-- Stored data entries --
- Opening Delimiter -

//! Engine assembly and thread lifecycle.
//!
//! [`Engine`] wires the receive threads, the dispatcher, the worker pool
//! and the session orch together. Threads start in [`Engine::start`] and
//! stop cooperatively in [`Engine::shutdown`]: receive threads first so
//! nothing new is queued, then the workers once their queues are drained.

use std::net::{SocketAddrV4, UdpSocket};
use std::sync::atomic::{AtomicBool, Ordering};
use std::sync::Arc;
use std::thread::JoinHandle;

use parking_lot::Mutex;
use tracing::{error, info};

use crate::buffer::BufferPool;
use crate::config::{BootstrapConfig, EngineConfig};
use crate::dispatch::{Dispatcher, WorkQueue};
use crate::error::{GatewayError, Result};
use crate::outbox::{bind_signaling_socket, SignalingTransport, UdpSignaling};
use crate::receive::{ReceiveContext, ReceiveStats, Receiver};
use crate::routing::RoutingService;
use crate::scheduler::Scheduler;
use crate::session::{SessionOrch, SessionOrchCallbacks};
use crate::stats::EngineStats;
use crate::store::VrfId;
use crate::worker;

/// Opens VRF sockets and hands them to the receive threads.
struct SocketHooks {
    scheduler: Arc<Scheduler>,
    sockets: Arc<UdpSignaling>,
}

impl SessionOrchCallbacks for SocketHooks {
    fn on_vrf_added(&self, vrf: VrfId, listen: SocketAddrV4) -> Result<()> {
        let socket = Arc::new(bind_signaling_socket(listen)?);
        self.sockets.register(vrf, Arc::clone(&socket));
        if let Err(e) = self.scheduler.attach(vrf, socket) {
            self.sockets.unregister(vrf);
            return Err(e);
        }
        info!(vrf = %vrf, listen = %listen, "Signaling socket open");
        Ok(())
    }

    fn on_vrf_removed(&self, vrf: VrfId) {
        self.scheduler.detach(vrf);
        if self.sockets.unregister(vrf).is_some() {
            info!(vrf = %vrf, "Signaling socket closed");
        }
    }
}

#[derive(Default)]
struct Threads {
    receive: Vec<JoinHandle<()>>,
    workers: Vec<JoinHandle<()>>,
}

/// The tunnel gateway engine.
pub struct Engine {
    config: EngineConfig,
    orch: Arc<SessionOrch>,
    pool: Arc<BufferPool>,
    dispatcher: Arc<Dispatcher>,
    scheduler: Arc<Scheduler>,
    sockets: Arc<UdpSignaling>,
    receive_stats: Arc<ReceiveStats>,
    stop: Arc<AtomicBool>,
    receivers: Mutex<Vec<Receiver>>,
    threads: Mutex<Threads>,
}

impl std::fmt::Debug for Engine {
    fn fmt(&self, f: &mut std::fmt::Formatter<'_>) -> std::fmt::Result {
        f.debug_struct("Engine")
            .field("config", &self.config)
            .field("orch", &self.orch)
            .finish()
    }
}

impl Engine {
    /// Creates an engine replying to gateways over the VRF sockets.
    pub fn new(config: EngineConfig, routing: Arc<dyn RoutingService>) -> Result<Self> {
        Self::build(config, routing, None)
    }

    /// Creates an engine sending signaling replies through `signaling`
    /// instead of the VRF sockets.
    pub fn with_signaling(
        config: EngineConfig,
        routing: Arc<dyn RoutingService>,
        signaling: Arc<dyn SignalingTransport>,
    ) -> Result<Self> {
        Self::build(config, routing, Some(signaling))
    }

    fn build(
        config: EngineConfig,
        routing: Arc<dyn RoutingService>,
        signaling: Option<Arc<dyn SignalingTransport>>,
    ) -> Result<Self> {
        config.validate()?;

        let scheduler = Arc::new(Scheduler::new());
        let receivers = (0..config.receive_threads)
            .map(Receiver::new)
            .collect::<Result<Vec<_>>>()?;
        for receiver in &receivers {
            scheduler.add_slot(Arc::clone(receiver.slot()));
        }

        let sockets = Arc::new(UdpSignaling::new());
        let signaling = signaling
            .unwrap_or_else(|| Arc::clone(&sockets) as Arc<dyn SignalingTransport>);
        let hooks = Arc::new(SocketHooks {
            scheduler: Arc::clone(&scheduler),
            sockets: Arc::clone(&sockets),
        });
        let orch = Arc::new(
            SessionOrch::new(config.orch_config(), routing, signaling).with_callbacks(hooks),
        );

        let pool = Arc::new(BufferPool::new(config.buffer_count, config.buffer_size));
        let queues = (0..config.worker_threads)
            .map(|i| Arc::new(WorkQueue::new(i)))
            .collect();
        let dispatcher = Arc::new(Dispatcher::new(queues, Arc::clone(&pool)));

        Ok(Self {
            config,
            orch,
            pool,
            dispatcher,
            scheduler,
            sockets,
            receive_stats: Arc::new(ReceiveStats::default()),
            stop: Arc::new(AtomicBool::new(false)),
            receivers: Mutex::new(receivers),
            threads: Mutex::new(Threads::default()),
        })
    }

    pub fn config(&self) -> &EngineConfig {
        &self.config
    }

    pub fn orch(&self) -> &Arc<SessionOrch> {
        &self.orch
    }

    pub fn scheduler(&self) -> &Arc<Scheduler> {
        &self.scheduler
    }

    /// Signaling socket of `vrf`, once the VRF has one.
    pub fn socket(&self, vrf: VrfId) -> Option<Arc<UdpSocket>> {
        self.sockets.socket(vrf)
    }

    /// Applies static management records.
    pub fn apply_bootstrap(&self, bootstrap: &BootstrapConfig) -> Result<()> {
        for vrf in &bootstrap.vrfs {
            self.orch.add_vrf(vrf)?;
        }
        for ipip in &bootstrap.ipip_gateways {
            self.orch.add_ipip_gateway(ipip)?;
        }
        for user in &bootstrap.users {
            self.orch.add_user(user)?;
        }
        for processor in &bootstrap.processors {
            self.orch.add_processor(processor)?;
        }
        for interface in &bootstrap.interfaces {
            self.orch.add_interface(interface)?;
        }
        info!(
            vrfs = bootstrap.vrfs.len(),
            users = bootstrap.users.len(),
            processors = bootstrap.processors.len(),
            interfaces = bootstrap.interfaces.len(),
            "Bootstrap applied"
        );
        Ok(())
    }

    /// Starts the worker and receive threads.
    pub fn start(&self) -> Result<()> {
        let receivers: Vec<Receiver> = std::mem::take(&mut *self.receivers.lock());
        if receivers.is_empty() {
            return Err(GatewayError::internal("engine already started"));
        }
        let mut threads = self.threads.lock();

        for queue in self.dispatcher.queues() {
            threads.workers.push(worker::spawn(
                Arc::clone(queue),
                Arc::clone(&self.pool),
                Arc::clone(&self.orch),
                self.config.poll_timeout(),
            )?);
        }

        let ctx = ReceiveContext {
            pool: Arc::clone(&self.pool),
            dispatcher: Arc::clone(&self.dispatcher),
            scheduler: Arc::clone(&self.scheduler),
            orch: Arc::clone(&self.orch),
            stats: Arc::clone(&self.receive_stats),
            stop: Arc::clone(&self.stop),
            poll_timeout: self.config.poll_timeout(),
        };
        for receiver in receivers {
            threads.receive.push(receiver.spawn(ctx.clone())?);
        }

        info!(
            receive_threads = threads.receive.len(),
            workers = threads.workers.len(),
            buffers = self.pool.total(),
            "Engine started"
        );
        Ok(())
    }

    /// Stops every thread and waits for them to exit.
    pub fn shutdown(&self) {
        self.stop.store(true, Ordering::Release);
        let mut threads = self.threads.lock();

        self.scheduler.wake_all();
        for handle in threads.receive.drain(..) {
            if handle.join().is_err() {
                error!("Receive thread panicked");
            }
        }

        for queue in self.dispatcher.queues() {
            queue.close();
        }
        for handle in threads.workers.drain(..) {
            if handle.join().is_err() {
                error!("Worker thread panicked");
            }
        }
        info!("Engine stopped");
    }

    /// Engine counters and per-entity snapshots.
    pub fn stats(&self) -> EngineStats {
        let mut stats = self.orch.snapshot();
        let counters = &mut stats.counters;
        counters.datagrams_received = self
            .receive_stats
            .datagrams
            .load(Ordering::Relaxed);
        counters.buffers_total = self.pool.total();
        counters.buffers_in_use = self.pool.in_use();
        counters.queued = self.dispatcher.queued();
        stats
    }
}

impl Drop for Engine {
    fn drop(&mut self) {
        let running = {
            let threads = self.threads.lock();
            !threads.receive.is_empty() || !threads.workers.is_empty()
        };
        if running {
            self.shutdown();
        }
    }
}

- Closing Delimiter -

-- Problem description --
Copy out each line of the entries that holds "queues".

-- Expected answer --
//! nothing new is queued, then the workers once their queues are drained.
        let queues = (0..config.worker_threads)
        let dispatcher = Arc::new(Dispatcher::new(queues, Arc::clone(&pool)));
        for queue in self.dispatcher.queues() {
        for queue in self.dispatcher.queues() {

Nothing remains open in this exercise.